With logistics projected to add nearly 10 million jobs by 2027, Jalan argues for a shift to job productivity and tech readiness-skilling for digital operations, control-tower management, and AI-assisted planning. He also cited the latest DPIIT-NCAER update that pegs logistics costs at 7.97% of GDP, indicating progress from policy, infrastructure, and digital enablement.
From digital-first to intelligence-first infrastructure
GlobalLogic frames the moment as scaling intelligence into the physical world-bringing AI, data platforms, and digital public infrastructure into operational loops. "The progress made in AI, data platforms, and digital public infrastructure has laid a strong foundation; the next opportunity lies in scaling this intelligence into the physical world," said Piyush Jha, VP and Head for Asia Pacific.
Content, publishing, and retail productivity
Lumina Datamatic expects the Budget to strengthen digital and AI-led infrastructure across knowledge services and commerce. Continued investment in AI, automation, and cloud can lift throughput for content creation, publishing workflows, and high-volume retail operations.
Semiconductors: continuity, certainty, and speed
Chipmakers want execution certainty as large programs move from approvals to the ground. IESA President Ashok Chandak highlighted momentum via ISM-led Semicon India, DLI, PLI, and the Electronics Component Manufacturing Scheme-while calling for ISM 2.0 continuity, higher FY27 allocations for approved projects, and a simplified, time-bound pari-passu disbursement process.
His core point: these are capital-intensive, long-gestation bets. Tax certainty and predictable execution matter as much as incentives.
Telecom: reward R&D in 6G, AI, and defence tech
HFCL sees a window to convert India's telecom build-out into lasting tech leadership. Managing Director Mahendra Nahata urged a targeted Innovation-Linked Incentive (ILI) that directly rewards R&D spend and patent generation across 6G, AI, and defence technologies.
What IT and engineering teams should watch in the Budget
- AI adoption incentives: tax credits for applied AI builds, accelerated depreciation for compute, and support for domain-specific models.
- Open infrastructure: funding for shared datasets, open standards, and interoperability that lowers integration overhead across sectors.
- Liquidity: credit lines or blended finance that make AI pilots and scale-ups feasible for SMBs and mid-market enterprises.
- Semiconductors: continuation of DLI/PLI with faster disbursements; support for design, ATMP/OSAT, and supply-chain localization.
- Telecom: ILI for 6G and AI, plus incentives for domestic equipment and edge deployments.
- Cloud and edge: capacity for regional data centers, GPU pools, and energy-efficient compute zones.
- Public procurement: outcome-based tenders, sandboxing, and IP-friendly terms for domestic innovators.
Practical next steps for builders-now
- Bet on interoperability early: align data models and APIs with open specs to shorten integrations and vendor onboarding.
- Ship smaller, smarter: fine-tune compact, domain-focused models; track evals, safety, and unit economics from day one.

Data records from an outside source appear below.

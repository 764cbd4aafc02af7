//! Serial port transport implementation

use super::{Transport, TransportError, TransportStats};
use bytes::{Bytes, BytesMut};
use serde::{Deserialize, Serialize};
use serialport::{ClearBuffer, DataBits, FlowControl, Parity, SerialPort, StopBits};
use std::io::{self, Read, Write};
use std::time::{Duration, Instant};
use tracing::{debug, trace};

/// Baud rate of NovaStar sending cards
pub const DEFAULT_BAUD_RATE: u32 = 115_200;

/// Time to wait for a reply
pub const DEFAULT_READ_TIMEOUT: Duration = Duration::from_secs(1);

/// Serial port flow control type
#[derive(Debug, Clone, Copy, PartialEq, Eq, Default, Serialize, Deserialize)]
#[serde(rename_all = "lowercase")]
pub enum SerialFlowControl {
    /// No flow control
    #[default]
    None,
    /// Hardware flow control (RTS/CTS)
    Hardware,
    /// Software flow control (XON/XOFF)
    Software,
}

/// Serial port parity
#[derive(Debug, Clone, Copy, PartialEq, Eq, Default, Serialize, Deserialize)]
#[serde(rename_all = "lowercase")]
pub enum SerialParity {
    /// No parity
    #[default]
    None,
    /// Odd parity
    Odd,
    /// Even parity
    Even,
}

impl SerialParity {
    fn letter(self) -> char {
        match self {
            Self::None => 'N',
            Self::Odd => 'O',
            Self::Even => 'E',
        }
    }
}

/// Serial port configuration
#[derive(Debug, Clone, PartialEq, Eq, Serialize, Deserialize)]
pub struct SerialConfig {
    /// Port name (e.g., COM3, /dev/ttyUSB0)
    pub port: String,
    /// Baud rate
    pub baud_rate: u32,
    /// Data bits (5, 6, 7, 8)
    pub data_bits: u8,
    /// Stop bits (1, 2)
    pub stop_bits: u8,
    /// Parity
    pub parity: SerialParity,
    /// Flow control
    pub flow_control: SerialFlowControl,
}

impl SerialConfig {
    /// Create a new serial configuration, 8N1 without flow control
    pub fn new(port: &str, baud_rate: u32) -> Self {
        Self {
            port: port.to_string(),
            baud_rate,
            data_bits: 8,
            stop_bits: 1,
            parity: SerialParity::None,
            flow_control: SerialFlowControl::None,
        }
    }

    /// Set parity
    #[must_use]
    pub fn parity(mut self, parity: SerialParity) -> Self {
        self.parity = parity;
        self
    }

    /// Set flow control
    #[must_use]
    pub fn flow_control(mut self, flow: SerialFlowControl) -> Self {
        self.flow_control = flow;
        self
    }

    fn data_bits_setting(&self) -> Result<DataBits, TransportError> {
        match self.data_bits {
            5 => Ok(DataBits::Five),
            6 => Ok(DataBits::Six),
            7 => Ok(DataBits::Seven),
            8 => Ok(DataBits::Eight),
            other => Err(TransportError::InvalidConfiguration(format!(
                "unsupported data bits: {other}"
            ))),
        }
    }

    fn stop_bits_setting(&self) -> Result<StopBits, TransportError> {
        match self.stop_bits {
            1 => Ok(StopBits::One),
            2 => Ok(StopBits::Two),
            other => Err(TransportError::InvalidConfiguration(format!(
                "unsupported stop bits: {other}"
            ))),
        }
    }
}

impl Default for SerialConfig {
    fn default() -> Self {
        Self::new("", DEFAULT_BAUD_RATE)
    }
}

/// An open serial port
pub struct SerialLink {
    config: SerialConfig,
    port: Box<dyn SerialPort>,
    stats: TransportStats,
}

impl SerialLink {
    /// Open the port described by `config`
    pub fn open(config: SerialConfig) -> Result<Self, TransportError> {
        let parity = match config.parity {
            SerialParity::Odd => Parity::Odd,
            SerialParity::Even => Parity::Even,
            SerialParity::None => Parity::None,
        };

        let flow_control = match config.flow_control {
            SerialFlowControl::Hardware => FlowControl::Hardware,
            SerialFlowControl::Software => FlowControl::Software,
            SerialFlowControl::None => FlowControl::None,
        };

        let port = serialport::new(&config.port, config.baud_rate)
            .data_bits(config.data_bits_setting()?)
            .stop_bits(config.stop_bits_setting()?)
            .parity(parity)
            .flow_control(flow_control)
            .timeout(DEFAULT_READ_TIMEOUT)
            .open()
            .map_err(|e| match e.kind() {
                serialport::ErrorKind::NoDevice => TransportError::PortNotFound(config.port.clone()),
                serialport::ErrorKind::Io(io::ErrorKind::NotFound) => {
                    TransportError::PortNotFound(config.port.clone())
                }
                serialport::ErrorKind::Io(io::ErrorKind::PermissionDenied) => {
                    TransportError::PermissionDenied(config.port.clone())
                }
                _ => TransportError::ConnectionFailed(format!("{}: {e}", config.port)),
            })?;

        debug!("Opened {}", Self::describe(&config));

        Ok(Self {
            config,
            port,
            stats: TransportStats::default(),
        })
    }

    fn describe(config: &SerialConfig) -> String {
        format!(
            "{} @ {} baud ({}{}{})",
            config.port,
            config.baud_rate,
            config.data_bits,
            config.parity.letter(),
            config.stop_bits,
        )
    }

    /// Get connection info string
    pub fn connection_info(&self) -> String {
        Self::describe(&self.config)
    }

    /// Get statistics
    pub fn stats(&self) -> TransportStats {
        self.stats.clone()
    }
}

impl Transport for SerialLink {
    fn write(&mut self, data: &[u8]) -> Result<(), TransportError> {
        // A late reply to the previous request must not be read as this one's
        self.port
            .clear(ClearBuffer::Input)
            .map_err(|e| TransportError::IoError(e.into()))?;

        self.port.write_all(data)?;
        self.port.flush()?;

        self.stats.bytes_sent += data.len() as u64;
        self.stats.packets_sent += 1;
        Ok(())
    }

    fn read(&mut self, max_bytes: usize, timeout: Duration) -> Result<Bytes, TransportError> {
        let deadline = Instant::now() + timeout;
        let mut buffer = BytesMut::zeroed(max_bytes);
        let mut filled = 0;

        while filled < max_bytes {
            let remaining = deadline.saturating_duration_since(Instant::now());
            if remaining.is_zero() {
                break;
            }
            self.port
                .set_timeout(remaining)
                .map_err(|e| TransportError::IoError(e.into()))?;

            match self.port.read(&mut buffer[filled..]) {
                Ok(0) => return Err(TransportError::Disconnected),
                Ok(n) => {
                    trace!("Read {} bytes", n);
                    filled += n;
                }
                Err(e) if e.kind() == io::ErrorKind::TimedOut => break,
                Err(e) if e.kind() == io::ErrorKind::Interrupted => {}
                Err(e) => return Err(TransportError::IoError(e)),
            }
        }

        buffer.truncate(filled);
        if filled == 0 {
            self.stats.timeouts += 1;
        } else {
            self.stats.bytes_received += filled as u64;
            self.stats.packets_received += 1;
        }

        Ok(buffer.freeze())
    }
}

/// List available serial ports
pub fn list_ports() -> Result<Vec<serialport::SerialPortInfo>, TransportError> {
    serialport::available_ports().map_err(|e| TransportError::IoError(e.into()))
}

#[cfg(test)]
mod tests {
    use super::*;

    #[test]
    fn test_default_config() {
        let config = SerialConfig::default();
        assert_eq!(config.baud_rate, 115_200);
        assert_eq!(config.data_bits, 8);
        assert_eq!(config.stop_bits, 1);
        assert_eq!(config.parity, SerialParity::None);
        assert_eq!(config.flow_control, SerialFlowControl::None);
        assert_eq!(SerialLink::describe(&config), " @ 115200 baud (8N1)");
    }

    #[test]
    fn test_frame_format() {
        let mut config = SerialConfig::new("/dev/ttyUSB0", 9600).parity(SerialParity::Even);
        assert_eq!(SerialLink::describe(&config), "/dev/ttyUSB0 @ 9600 baud (8E1)");

        config.data_bits = 9;
        assert!(matches!(
            config.data_bits_setting(),
            Err(TransportError::InvalidConfiguration(_))
        ));
        config.stop_bits = 3;
        assert!(config.stop_bits_setting().is_err());
    }

    #[test]
    fn test_missing_port() {
        let config = SerialConfig::new("/dev/novapoll-does-not-exist", DEFAULT_BAUD_RATE);
        assert!(SerialLink::open(config).is_err());
    }
}
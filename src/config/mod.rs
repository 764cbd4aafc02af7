//! Configuration module
//!
//! Handles poller settings stored as TOML

mod settings;

pub use settings::{
    AppConfig, CommandDefinition, ConfigError, PollingSettings, ReportSettings, SerialSettings,
};

use directories::ProjectDirs;
use std::path::PathBuf;

/// Name of the configuration file
pub const CONFIG_FILE: &str = "config.toml";

/// Get the application configuration directory
pub fn config_dir() -> Option<PathBuf> {
    ProjectDirs::from("com", "novapoll", "Novapoll").map(|dirs| dirs.config_dir().to_path_buf())
}

/// Get the default configuration file path
pub fn config_path() -> Option<PathBuf> {
    config_dir().map(|d| d.join(CONFIG_FILE))
}
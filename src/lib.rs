//! # novapoll Core Library
//!
//! Telemetry polling for NovaStar LED display controllers:
//! - NovaStar sending-card protocol (checksum, request frames, response validation)
//! - Bit-packed scan card and multi-function card telemetry decoders
//! - Serial transport with port auto-selection
//! - Sequential multi-card polling engine
//!
//! ## Features
//!
//! - Temperature, supply voltage and humidity readings per card
//! - Monitoring "sender file" and CSV log output
//! - TOML configuration with custom command templates
//! - CLI with exit codes for automation
//!
//! ## Example
//!
//! ```rust,no_run
//! use novapoll_core::{CommandSet, Poller, PollerConfig, SerialConfig, SerialLink};
//!
//! fn main() -> anyhow::Result<()> {
//!     let link = SerialLink::open(SerialConfig::new("COM3", 115_200))?;
//!     let mut poller = Poller::new(link, CommandSet::builtin(), PollerConfig::new(4));
//!
//!     let results = poller.run_cycle()?;
//!     for line in novapoll_core::core::report::sender_lines("M700", &results) {
//!         println!("{line}");
//!     }
//!
//!     Ok(())
//! }
//! ```

#![warn(missing_docs)]
#![warn(clippy::all)]
#![warn(clippy::pedantic)]
#![allow(clippy::module_name_repetitions)]

pub mod cli;
pub mod config;
pub mod core;
pub mod utils;

// Re-exports for convenience
pub use crate::cli::{ExitCodes, OutputFormat};
pub use crate::config::{AppConfig, ConfigError};
pub use crate::core::poller::{CardReading, PollError, Poller, PollerConfig, ResultSet};
pub use crate::core::protocol::{
    build_frame, validate_response, CommandSet, CommandTemplate, DecoderKind, ProtocolError,
    Telemetry,
};
pub use crate::core::report::{CsvLog, ReportError};
pub use crate::core::transport::{SerialConfig, SerialLink, Transport, TransportError};
pub use crate::utils::{discover_port, PortCandidate};

/// Library version
pub const VERSION: &str = env!("CARGO_PKG_VERSION");

/// Library name
pub const NAME: &str = env!("CARGO_PKG_NAME");
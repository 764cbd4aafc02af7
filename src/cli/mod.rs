//! CLI Module
//!
//! Provides command-line interface functionality including:
//! - Exit codes for automation
//! - Output formats

pub mod exit_codes;

pub use exit_codes::{
    exit_code_description, exit_code_for, print_exit_codes, to_exit_code, ExitCodes,
};

use clap::ValueEnum;

/// CLI output format
#[derive(Debug, Clone, Copy, PartialEq, Eq, Default, ValueEnum)]
pub enum OutputFormat {
    /// Human-readable text
    #[default]
    Text,
    /// JSON format for scripting
    Json,
}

- Modernize operations: invest in event-driven pipelines, control-tower visibility, and closed-loop planning for physical flows.
- Commit to skilling: upskill engineers and ops teams on applied AI and automation. Curated options by job role: Complete AI Training - courses by job.
Net-net: the policy signal is clear-open systems, sector focus, and execution speed. If the Budget backs that with capital and clear rules, India's builders can move from pilots to production at scale.